Below are several entries. Transcribe exactly those lines that fall from the one with "Session token service." through the one with "Password hashing service.", end lines included.

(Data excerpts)
****************************************

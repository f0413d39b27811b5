//! Credential ports: session tokens and password hashing.

use uuid::Uuid;

use crate::domain::Identity;

/// Session token service.
///
/// Tokens are stateless: verification is a pure check against the shared secret
/// and never touches the user store. Resolving the identity to a stored user is
/// a separate step owned by the caller.
pub trait TokenService: Send + Sync {
    /// Mint a token for a user that just proved its credentials.
    fn issue(&self, user_id: Uuid) -> Result<String, AuthError>;

    /// Validate and decode a raw bearer token.
    fn verify(&self, token: &str) -> Result<Identity, AuthError>;

    /// Token lifetime in seconds.
    fn expiration_seconds(&self) -> i64;
}

/// Password hashing service.
pub trait PasswordService: Send + Sync {
    /// Hash a plain text password.
    fn hash(&self, password: &str) -> Result<String, AuthError>;

    /// Verify a password against a hash.
    fn verify(&self, password: &str, hash: &str) -> Result<bool, AuthError>;
}

/// Authentication errors.
#[derive(Debug, Clone, PartialEq, Eq, thiserror::Error)]
pub enum AuthError {
    #[error("token invalid")]
    InvalidToken(String),

    #[error("token expired")]
    ExpiredToken,

    /// The token verified but carries no subject claim.
    #[error("token invalid")]
    MissingSubject,

    /// The token verified but its subject no longer resolves to a stored user.
    #[error("token invalid")]
    UnknownSubject,

    #[error("invalid username or password")]
    InvalidCredentials,

    #[error("Hashing error: {0}")]
    Hashing(String),
}
//! Migration CLI tool.

use sea_orm_migration::prelude::*;

#[tokio::main]
async fn main() {
    dotenvy::dotenv().ok();

    tracing_subscriber::fmt().with_env_filter("info").init();

    cli::run_cli(migration::Migrator).await;
}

****************************************

▸ Your solution:
/// Session token service.
///
/// Tokens are stateless: verification is a pure check against the shared secret
/// and never touches the user store. Resolving the identity to a stored user is
/// a separate step owned by the caller.
pub trait TokenService: Send + Sync {
    /// Mint a token for a user that just proved its credentials.
    fn issue(&self, user_id: Uuid) -> Result<String, AuthError>;

    /// Validate and decode a raw bearer token.
    fn verify(&self, token: &str) -> Result<Identity, AuthError>;

    /// Token lifetime in seconds.
    fn expiration_seconds(&self) -> i64;
}

/// Password hashing service.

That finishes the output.